(Stored data)
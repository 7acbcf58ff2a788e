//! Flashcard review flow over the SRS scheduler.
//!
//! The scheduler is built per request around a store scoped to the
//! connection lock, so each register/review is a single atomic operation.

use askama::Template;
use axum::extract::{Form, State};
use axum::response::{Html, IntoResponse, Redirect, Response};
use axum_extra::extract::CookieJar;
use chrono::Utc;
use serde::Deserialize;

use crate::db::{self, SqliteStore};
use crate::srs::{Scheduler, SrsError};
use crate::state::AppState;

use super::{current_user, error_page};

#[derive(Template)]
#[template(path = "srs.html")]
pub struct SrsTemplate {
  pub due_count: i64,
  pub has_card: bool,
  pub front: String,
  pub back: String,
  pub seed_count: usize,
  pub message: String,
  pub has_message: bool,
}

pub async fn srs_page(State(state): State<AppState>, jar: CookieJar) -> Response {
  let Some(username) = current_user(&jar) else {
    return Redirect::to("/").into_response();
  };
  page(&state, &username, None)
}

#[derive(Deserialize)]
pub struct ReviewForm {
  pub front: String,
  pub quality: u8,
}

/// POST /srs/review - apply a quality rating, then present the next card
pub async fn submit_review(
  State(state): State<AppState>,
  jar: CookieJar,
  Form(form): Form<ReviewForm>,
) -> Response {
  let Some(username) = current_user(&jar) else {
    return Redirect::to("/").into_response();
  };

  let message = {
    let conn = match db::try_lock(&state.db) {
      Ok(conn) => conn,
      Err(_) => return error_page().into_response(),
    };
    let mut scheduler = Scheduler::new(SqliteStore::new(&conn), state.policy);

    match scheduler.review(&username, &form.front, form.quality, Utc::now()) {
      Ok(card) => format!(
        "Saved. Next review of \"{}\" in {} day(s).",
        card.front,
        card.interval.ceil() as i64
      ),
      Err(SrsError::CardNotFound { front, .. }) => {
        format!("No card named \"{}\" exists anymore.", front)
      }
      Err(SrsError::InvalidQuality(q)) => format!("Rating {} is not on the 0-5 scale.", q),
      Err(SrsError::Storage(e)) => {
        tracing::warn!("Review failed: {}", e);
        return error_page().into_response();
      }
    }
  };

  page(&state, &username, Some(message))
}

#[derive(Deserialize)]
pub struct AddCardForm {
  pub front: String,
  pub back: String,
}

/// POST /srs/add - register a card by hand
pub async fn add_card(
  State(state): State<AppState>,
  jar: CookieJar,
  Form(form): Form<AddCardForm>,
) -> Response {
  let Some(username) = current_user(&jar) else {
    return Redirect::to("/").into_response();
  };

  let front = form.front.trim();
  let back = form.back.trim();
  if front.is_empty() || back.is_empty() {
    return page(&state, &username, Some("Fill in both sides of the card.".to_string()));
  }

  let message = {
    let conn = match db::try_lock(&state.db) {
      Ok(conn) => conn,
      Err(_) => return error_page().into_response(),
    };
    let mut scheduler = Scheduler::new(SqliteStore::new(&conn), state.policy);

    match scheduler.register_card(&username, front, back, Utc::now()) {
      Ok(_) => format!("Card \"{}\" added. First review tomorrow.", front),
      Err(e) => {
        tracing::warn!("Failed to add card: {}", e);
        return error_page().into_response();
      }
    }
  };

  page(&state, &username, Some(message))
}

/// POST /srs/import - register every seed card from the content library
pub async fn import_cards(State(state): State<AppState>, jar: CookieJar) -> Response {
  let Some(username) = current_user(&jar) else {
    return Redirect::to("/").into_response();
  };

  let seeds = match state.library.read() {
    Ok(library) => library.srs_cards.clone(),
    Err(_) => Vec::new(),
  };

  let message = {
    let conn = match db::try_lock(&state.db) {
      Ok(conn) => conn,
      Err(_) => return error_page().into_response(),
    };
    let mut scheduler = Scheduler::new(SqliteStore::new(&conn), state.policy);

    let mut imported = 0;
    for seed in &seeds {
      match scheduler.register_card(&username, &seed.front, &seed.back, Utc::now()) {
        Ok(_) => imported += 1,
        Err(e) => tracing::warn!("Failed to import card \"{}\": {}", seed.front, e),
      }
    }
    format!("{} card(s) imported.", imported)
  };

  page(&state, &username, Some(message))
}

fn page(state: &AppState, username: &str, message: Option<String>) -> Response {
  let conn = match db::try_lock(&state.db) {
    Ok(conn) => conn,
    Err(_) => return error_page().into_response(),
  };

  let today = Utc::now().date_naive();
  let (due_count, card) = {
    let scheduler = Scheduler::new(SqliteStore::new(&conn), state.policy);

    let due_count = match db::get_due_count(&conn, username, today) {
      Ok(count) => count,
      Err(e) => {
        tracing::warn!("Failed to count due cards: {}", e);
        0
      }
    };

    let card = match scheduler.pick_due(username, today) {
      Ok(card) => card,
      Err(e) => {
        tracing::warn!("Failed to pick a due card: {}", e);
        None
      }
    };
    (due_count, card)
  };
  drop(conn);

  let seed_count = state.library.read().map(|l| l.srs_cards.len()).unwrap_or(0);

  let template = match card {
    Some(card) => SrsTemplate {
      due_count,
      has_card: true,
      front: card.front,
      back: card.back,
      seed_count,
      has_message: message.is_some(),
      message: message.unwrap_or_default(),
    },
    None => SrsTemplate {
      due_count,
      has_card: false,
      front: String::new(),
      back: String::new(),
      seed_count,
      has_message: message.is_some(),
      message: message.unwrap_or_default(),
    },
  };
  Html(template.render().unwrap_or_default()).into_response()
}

## [WHAT IS BEING ASKED]
Each of the records should be retyped exactly.

## [TASK RESPONSE]
repository 7acbcf58ff2a788e
//! Flashcard review flow over the SRS scheduler.
//!
//! The scheduler is built per request around a store scoped to the
//! connection lock, so each register/review is a single atomic operation.

use askama::Template;
use axum::extract::{Form, State};
use axum::response::{Html, IntoResponse, Redirect, Response};
use axum_extra::extract::CookieJar;
use chrono::Utc;
use serde::Deserialize;

use crate::db::{self, SqliteStore};
use crate::srs::{Scheduler, SrsError};
use crate::state::AppState;

use super::{current_user, error_page};

#[derive(Template)]
#[template(path = "srs.html")]
pub struct SrsTemplate {
  pub due_count: i64,
  pub has_card: bool,
  pub front: String,
  pub back: String,
  pub seed_count: usize,
  pub message: String,
  pub has_message: bool,
}

pub async fn srs_page(State(state): State<AppState>, jar: CookieJar) -> Response {
  let Some(username) = current_user(&jar) else {
    return Redirect::to("/").into_response();
  };
  page(&state, &username, None)
}

#[derive(Deserialize)]
pub struct ReviewForm {
  pub front: String,
  pub quality: u8,
}

/// POST /srs/review - apply a quality rating, then present the next card
pub async fn submit_review(
  State(state): State<AppState>,
  jar: CookieJar,
  Form(form): Form<ReviewForm>,
) -> Response {
  let Some(username) = current_user(&jar) else {
    return Redirect::to("/").into_response();
  };

  let message = {
    let conn = match db::try_lock(&state.db) {
      Ok(conn) => conn,
      Err(_) => return error_page().into_response(),
    };
    let mut scheduler = Scheduler::new(SqliteStore::new(&conn), state.policy);

    match scheduler.review(&username, &form.front, form.quality, Utc::now()) {
      Ok(card) => format!(
        "Saved. Next review of \"{}\" in {} day(s).",
        card.front,
        card.interval.ceil() as i64
      ),
      Err(SrsError::CardNotFound { front, .. }) => {
        format!("No card named \"{}\" exists anymore.", front)
      }
      Err(SrsError::InvalidQuality(q)) => format!("Rating {} is not on the 0-5 scale.", q),
      Err(SrsError::Storage(e)) => {
        tracing::warn!("Review failed: {}", e);
        return error_page().into_response();
      }
    }
  };

  page(&state, &username, Some(message))
}

#[derive(Deserialize)]
pub struct AddCardForm {
  pub front: String,
  pub back: String,
}

/// POST /srs/add - register a card by hand
pub async fn add_card(
  State(state): State<AppState>,
  jar: CookieJar,
  Form(form): Form<AddCardForm>,
) -> Response {
  let Some(username) = current_user(&jar) else {
    return Redirect::to("/").into_response();
  };

  let front = form.front.trim();
  let back = form.back.trim();
  if front.is_empty() || back.is_empty() {
    return page(&state, &username, Some("Fill in both sides of the card.".to_string()));
  }

  let message = {
    let conn = match db::try_lock(&state.db) {
      Ok(conn) => conn,
      Err(_) => return error_page().into_response(),
    };
    let mut scheduler = Scheduler::new(SqliteStore::new(&conn), state.policy);

    match scheduler.register_card(&username, front, back, Utc::now()) {
      Ok(_) => format!("Card \"{}\" added. First review tomorrow.", front),
      Err(e) => {
        tracing::warn!("Failed to add card: {}", e);
        return error_page().into_response();
      }
    }
  };

  page(&state, &username, Some(message))
}

/// POST /srs/import - register every seed card from the content library
pub async fn import_cards(State(state): State<AppState>, jar: CookieJar) -> Response {
  let Some(username) = current_user(&jar) else {
    return Redirect::to("/").into_response();
  };

  let seeds = match state.library.read() {
    Ok(library) => library.srs_cards.clone(),
    Err(_) => Vec::new(),
  };

  let message = {
    let conn = match db::try_lock(&state.db) {
      Ok(conn) => conn,
      Err(_) => return error_page().into_response(),
    };
    let mut scheduler = Scheduler::new(SqliteStore::new(&conn), state.policy);

    let mut imported = 0;
    for seed in &seeds {
      match scheduler.register_card(&username, &seed.front, &seed.back, Utc::now()) {
        Ok(_) => imported += 1,
        Err(e) => tracing::warn!("Failed to import card \"{}\": {}", seed.front, e),
      }
    }
    format!("{} card(s) imported.", imported)
  };

  page(&state, &username, Some(message))
}

fn page(state: &AppState, username: &str, message: Option<String>) -> Response {
  let conn = match db::try_lock(&state.db) {
    Ok(conn) => conn,
    Err(_) => return error_page().into_response(),
  };

  let today = Utc::now().date_naive();
  let (due_count, card) = {
    let scheduler = Scheduler::new(SqliteStore::new(&conn), state.policy);

    let due_count = match db::get_due_count(&conn, username, today) {
      Ok(count) => count,
      Err(e) => {
        tracing::warn!("Failed to count due cards: {}", e);
        0
      }
    };

    let card = match scheduler.pick_due(username, today) {
      Ok(card) => card,
      Err(e) => {
        tracing::warn!("Failed to pick a due card: {}", e);
        None
      }
    };
    (due_count, card)
  };
  drop(conn);

  let seed_count = state.library.read().map(|l| l.srs_cards.len()).unwrap_or(0);

  let template = match card {
    Some(card) => SrsTemplate {
      due_count,
      has_card: true,
      front: card.front,
      back: card.back,
      seed_count,
      has_message: message.is_some(),
      message: message.unwrap_or_default(),
    },
    None => SrsTemplate {
      due_count,
      has_card: false,
      front: String::new(),
      back: String::new(),
      seed_count,
      has_message: message.is_some(),
      message: message.unwrap_or_default(),
    },
  };
  Html(template.render().unwrap_or_default()).into_response()
}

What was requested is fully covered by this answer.